Corona vaccination: Spahn defends his policy, also admits mistakes

In Spahn’s government declaration on vaccination, self-critical tones were only heard occasionally.

picture alliance / dpa | Kay Nietfeld

It is a crucial phase in Jens Spahn’s (CDU) political career. The Federal Minister of Health made a name for himself as a determined crisis manager during the corona pandemic and has thus become one of the most popular German politicians. Now, of all times, when the start of the vaccination campaign, the sharpest sword to fight the pandemic is in the hands of doctors and nurses, this image is cracking.

That’s why Spahn goes on the offensive. In the Bundestag he made a government statement on Wednesday to start vaccination in Germany. It is the first item on the agenda in the new year. The Minister steps up to the lectern wearing an FFP2 mask. “We have been in an exceptional situation for months,” says Spahn, first looking back at year one of the corona pandemic, for example when the German Armed Forces flew German citizens from Wuhan at the beginning of February 2020 and quarantined them in a barracks. “Hardly anyone could imagine what that means,” commented Spahn in the Bundestag.

From spring, the pandemic expanded into the greatest crisis of the post-war period. “It has never been so difficult to weigh up alternatives,” says Spahn, describing his own work, adding: “Whoever governs has to explain himself.”

The coalition partner also recently called for an explanation. Instigated by their candidate for Chancellor Olaf Scholz, who is finance minister with Spahn in the cabinet, the SPD-led federal states slapped the health minister with a list of questions about the start of vaccination. To this day it has not been answered. There are legitimate questions in this, but the fact that the SPD is presenting the coalition partner in this way was interpreted as an election campaign maneuver against the most popular minister of the CDU. Because even though it took Spahn’s ministry a long time last year to buy protective equipment or to develop a conclusive test strategy, this did not seem to damage its image. Only the vaccination issue sticks and seems to be pulling its popularity down. So the SPD maneuver was certainly precisely calculated. Finally, there is still a chance that Spahn will run as a candidate for chancellor against Scholz.
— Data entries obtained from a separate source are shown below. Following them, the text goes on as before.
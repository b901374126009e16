//! Kprobe handler for TCP connection lifecycle tracking
//!
//! Attaches to `tcp_set_state` and feeds every transition through the
//! reconciler, which stamps, caches and finally emits one record per
//! connection.

use aya_ebpf::{macros::kprobe, programs::ProbeContext};
use tcplife_common::{
    constants::*, AddressFamily, IdentitySource, Reconciler, SockHandle, TableWrite, Transition,
};

use crate::{
    helpers::*,
    maps::*,
    socket_parser::*,
};

/// Track TCP state transitions
///
/// Attached to: tcp_set_state(struct sock *sk, int state)
///
/// The first argument is the socket whose state is about to change, the
/// second the state it changes to.
#[kprobe]
pub fn tcp_set_state(ctx: ProbeContext) -> u32 {
    match try_tcp_set_state(&ctx) {
        Ok(ret) => ret,
        Err(_) => 1,
    }
}

fn try_tcp_set_state(ctx: &ProbeContext) -> Result<u32, i64> {
    increment_stat(STAT_STATE_TRANSITIONS);

    let sk = get_sock_from_context(ctx)?;
    let state = get_state_from_context(ctx)?;

    let births = BpfTable::new(&BIRTH);
    let owners = BpfTable::new(&WHOAMI);
    let sink = PerfSink::new(ctx);

    let outcome = Reconciler::new(&births, &owners, &KernelEnv, &sink)
        .on_state_transition(SockHandle::from_ptr(sk), state);

    count_transition(outcome);

    Ok(0)
}

/// Translate a reconciler outcome into STATS counters
#[inline(always)]
fn count_transition(outcome: Transition) {
    match outcome {
        Transition::Ignored => {}
        Transition::Tracked { birth, identity } => {
            match birth {
                TableWrite::Stored => increment_stat(STAT_BIRTHS_STAMPED),
                TableWrite::Dropped => increment_stat(STAT_BIRTH_OVERFLOW),
                TableWrite::Skipped => {}
            }
            match identity {
                TableWrite::Stored => increment_stat(STAT_IDENTITIES_CAPTURED),
                TableWrite::Dropped => increment_stat(STAT_IDENTITY_OVERFLOW),
                TableWrite::Skipped => {}
            }
        }
        Transition::MissedCreation => increment_stat(STAT_MISSED_CREATION),
        Transition::UnknownFamily => increment_stat(STAT_UNKNOWN_FAMILY),
        Transition::Emitted { family, identity } => {
            match family {
                AddressFamily::V4 => increment_stat(STAT_EMITTED_V4),
                AddressFamily::V6 => increment_stat(STAT_EMITTED_V6),
            }
            if identity == IdentitySource::Fallback {
                increment_stat(STAT_IDENTITY_FALLBACK);
            }
        }
    }
}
In the Bundestag, Spahn then vehemently defended that vaccine procurement had been approached on a European basis and received repeated applause for this. “Going the European route during the pandemic is in the German national interest,” said Spahn. Getting through this crisis together will strengthen Europe. Even in future crises, the countries of Eastern and Southern Europe should look to Brussels for help and not to Beijing or Moscow.
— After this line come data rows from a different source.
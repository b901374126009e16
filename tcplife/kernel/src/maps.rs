//! BPF map definitions for connection lifecycle tracking
//!
//! Defines the two correlation tables, the record channels to userspace and
//! the statistics counters, plus the bindings that let the reconciler use
//! the tables and channels.

use aya_ebpf::{
    macros::map,
    maps::{HashMap, PerCpuArray, PerfEventArray},
    programs::ProbeContext,
};
use tcplife_common::{
    constants::*, CompletionRecord, CorrelationTable, Ipv4Event, Ipv6Event, RecordSink,
    SockHandle, StoreError, TaskIdentity,
};

/// Birth timestamps
///
/// Key: socket address
/// Value: u64 timestamp in nanoseconds of the last early-state transition
#[map]
pub static BIRTH: HashMap<SockHandle, u64> = HashMap::with_max_entries(MAX_CONNECTIONS, 0);

/// Owner identities captured at SYN_SENT and LAST_ACK
///
/// Key: socket address
/// Value: pid and command name of the task that was on CPU
#[map]
pub static WHOAMI: HashMap<SockHandle, TaskIdentity> =
    HashMap::with_max_entries(MAX_CONNECTIONS, 0);

/// Completion records for IPv4 connections
#[map]
pub static IPV4_EVENTS: PerfEventArray<Ipv4Event> = PerfEventArray::new(0);

/// Completion records for IPv6 connections
#[map]
pub static IPV6_EVENTS: PerfEventArray<Ipv6Event> = PerfEventArray::new(0);

/// Statistics counters, one slot per CPU
///
/// Index: stat_id (see STAT_* constants)
/// Value: u64 counter
#[map]
pub static STATS: PerCpuArray<u64> = PerCpuArray::with_max_entries(MAX_STATS, 0);

/// Returned by the kernel when inserting a new key into a full hash map
const E2BIG: i64 = 7;

/// Correlation table backed by a BPF hash map
///
/// BPF hash maps lock per bucket, so every CPU can use the same map at once.
/// A full map rejects new keys (drop-new) but still accepts updates.
pub struct BpfTable<V: 'static> {
    map: &'static HashMap<SockHandle, V>,
}

impl<V: 'static> BpfTable<V> {
    #[inline(always)]
    pub fn new(map: &'static HashMap<SockHandle, V>) -> Self {
        Self { map }
    }
}

impl<V: Copy + 'static> CorrelationTable<V> for BpfTable<V> {
    #[inline(always)]
    fn upsert(&self, handle: SockHandle, value: &V) -> Result<(), StoreError> {
        self.map.insert(&handle, value, 0).map_err(|err| {
            if err as i64 == -E2BIG {
                StoreError::Full
            } else {
                StoreError::Other(err as i64)
            }
        })
    }

    #[inline(always)]
    fn lookup(&self, handle: SockHandle) -> Option<V> {
        unsafe { self.map.get(&handle).copied() }
    }

    #[inline(always)]
    fn delete(&self, handle: SockHandle) {
        // -ENOENT when the entry is already gone
        let _ = self.map.remove(&handle);
    }
}

/// Writes completion records to the perf array matching their family
///
/// Perf buffers drop the record when the CPU's ring is full; userspace sees
/// that as a lost count on its next read.
pub struct PerfSink<'a> {
    ctx: &'a ProbeContext,
}

impl<'a> PerfSink<'a> {
    #[inline(always)]
    pub fn new(ctx: &'a ProbeContext) -> Self {
        Self { ctx }
    }
}

impl RecordSink for PerfSink<'_> {
    #[inline(always)]
    fn emit(&self, record: &CompletionRecord) {
        match record {
            CompletionRecord::V4(event) => IPV4_EVENTS.output(self.ctx, event, 0),
            CompletionRecord::V6(event) => IPV6_EVENTS.output(self.ctx, event, 0),
        }
    }
}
Spahn hides the sharpest point of criticism

The fiery appeal for the European way is not without irony. After all, it is rumored in the government district that first Chancellor Angela Merkel (CDU) had to convince Spahn emphatically about the common European approach.
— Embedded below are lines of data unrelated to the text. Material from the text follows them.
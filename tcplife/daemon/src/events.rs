//! Record processing from eBPF perf buffers
//!
//! Handles reading completion records from the per-CPU perf buffers of
//! both record channels and processing them asynchronously.

use crate::{
    collector::LifeCollector,
    types::{ConnectionRecord, Family, Ipv4Event, Ipv6Event},
};
use anyhow::Result;
use aya::{
    maps::{perf::AsyncPerfEventArray, MapData},
    util::online_cpus,
};
use bytes::BytesMut;
use log::{debug, info, warn};
use std::{mem, sync::Arc, time::Duration};
use tokio::{sync::Mutex, time::interval};

/// Number of buffers handed to each perf read
const READ_BATCH: usize = 10;

/// Decode one raw perf sample of the given family
///
/// Returns None if the sample is shorter than the record layout.
pub fn decode_record(family: Family, data: &[u8]) -> Option<ConnectionRecord> {
    match family {
        Family::Ipv4 => read_event::<Ipv4Event>(data).map(|ev| ConnectionRecord::from(&ev)),
        Family::Ipv6 => read_event::<Ipv6Event>(data).map(|ev| ConnectionRecord::from(&ev)),
    }
}

fn read_event<T: Copy>(data: &[u8]) -> Option<T> {
    if data.len() < mem::size_of::<T>() {
        return None;
    }
    let ptr = data.as_ptr() as *const T;
    // Perf samples carry no alignment guarantee
    Some(unsafe { ptr.read_unaligned() })
}

fn record_size(family: Family) -> usize {
    match family {
        Family::Ipv4 => mem::size_of::<Ipv4Event>(),
        Family::Ipv6 => mem::size_of::<Ipv6Event>(),
    }
}

/// Record processor that reads from perf buffers
pub struct EventProcessor {
    collector: Arc<Mutex<LifeCollector>>,
    stream: bool,
    verbose: bool,
}

impl EventProcessor {
    /// Create a new record processor
    ///
    /// # Arguments
    ///
    /// * `collector` - Shared record collector
    /// * `stream` - Print every record as a JSON line on stdout
    /// * `verbose` - Enable verbose logging
    pub fn new(collector: Arc<Mutex<LifeCollector>>, stream: bool, verbose: bool) -> Self {
        Self {
            collector,
            stream,
            verbose,
        }
    }

    /// Spawn per-CPU readers for one record channel
    ///
    /// Creates a task for each CPU to read records from its perf buffer.
    ///
    /// # Arguments
    ///
    /// * `perf_array` - Perf event array from the eBPF program
    /// * `family` - Record layout carried by this array
    pub fn spawn_cpu_readers(
        &self,
        mut perf_array: AsyncPerfEventArray<MapData>,
        family: Family,
    ) -> Result<()> {
        let cpus = online_cpus()?;
        info!("Spawning {:?} record readers for {} CPUs", family, cpus.len());

        for cpu_id in cpus {
            let mut buf = perf_array.open(cpu_id, None)?;
            let collector = Arc::clone(&self.collector);
            let stream = self.stream;
            let verbose = self.verbose;

            tokio::spawn(async move {
                let mut buffers = (0..READ_BATCH)
                    .map(|_| BytesMut::with_capacity(record_size(family)))
                    .collect::<Vec<_>>();

                loop {
                    let events = match buf.read_events(&mut buffers).await {
                        Ok(events) => events,
                        Err(e) => {
                            warn!("Error reading {:?} records from CPU {}: {}", family, cpu_id, e);
                            continue;
                        }
                    };

                    if events.lost > 0 {
                        warn!(
                            "Lost {} {:?} records on CPU {} (perf buffer full)",
                            events.lost, family, cpu_id
                        );
                        collector.lock().await.record_lost(events.lost);
                    }

                    for raw in buffers.iter().take(events.read) {
                        let Some(record) = decode_record(family, raw) else {
                            warn!("Short {:?} record ({} bytes) on CPU {}", family, raw.len(), cpu_id);
                            continue;
                        };

                        if verbose {
                            debug!(
                                "{} pid={} comm={} rx={} tx={} span={:.3}ms",
                                record.endpoints(),
                                record.pid,
                                record.comm,
                                record.rx_bytes,
                                record.tx_bytes,
                                record.lifespan_us as f64 / 1000.0
                            );
                        }

                        if stream {
                            match serde_json::to_string(&record) {
                                Ok(line) => println!("{}", line),
                                Err(e) => warn!("Failed to serialize record: {}", e),
                            }
                        }

                        collector.lock().await.add_record(record);
                    }
                }
            });
        }

        Ok(())
    }

    /// Spawn progress reporter
    ///
    /// Creates a task that periodically reports collection progress.
    ///
    /// # Arguments
    ///
    /// * `interval_secs` - Reporting interval in seconds
    pub fn spawn_progress_reporter(&self, interval_secs: u64) {
        let collector_clone = Arc::clone(&self.collector);

        tokio::spawn(async move {
            let mut ticker = interval(Duration::from_secs(interval_secs.max(1)));

            loop {
                ticker.tick().await;

                let collector = collector_clone.lock().await;
                info!(
                    "Progress: {} connections closed, {} records lost",
                    collector.record_count(),
                    collector.lost_count()
                );
            }
        });
    }
}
So did Spahn do everything right? “Not every decision in the past few months has been right,” he said. “We learn from this.” Of course, it jerks in the biggest vaccination campaign in history.

With the sharpest accusation that Spahn had turned down an early option to 200 million more doses of the Biontech vaccine, Spahn replied: The reason for the shortage of the vaccine is the lack of production capacity, not the order quantity. Spahn does not mention that the company might have built up production capacities faster with a larger order.

Instead, the minister tried to inspire confidence at the end of his speech. “We can probably make every German a vaccination offer in the summer.” A promise that he will have to be measured by in a few months.

Regarding the ongoing lockdown and the restrictions, he said: “This is bitter medicine.” But now we have to go through it together. After much terrible news in the past year, there will also be good news in 2021. He has a clear goal in mind for this year: “To regain our health security and our social freedom.”

FDP boss Lindner: “Logistics and speed are shameful”

After Spahn, the AfD member Sebastian Munzenmaier spoke first. He criticized the lockdown policy and called for greater protection for risk groups. Amira Mohamed Ali, parliamentary group leader of the Left, said: “There is chaos in the allocation of vaccination appointments.” She expects the minister not to hide behind the responsible federal states, but to find a solution together. FDP leader Christian Lindner complained about the poor preparation of the vaccine. “The logistics and speed are embarrassing,” he says.

The SPD held back with further criticism against Spahn. Group vice-chairman Bärbel Bas said the SPD’s list of questions to the minister was “not an election campaign noise”, but a constructive proposal to improve and accelerate procedures and processes. Then you could have clarified that internally, some might think.

What’s next for Spahn? The main decision will be whether the number of 750,000 people vaccinated to date will be quickly added in the coming weeks and the problems with appointments and delivery will be eliminated. If so, then the bumpy vaccination start could only have been a small damper for the minister. If not, Spahn’s star threatens to decline on the straight line of the pandemic.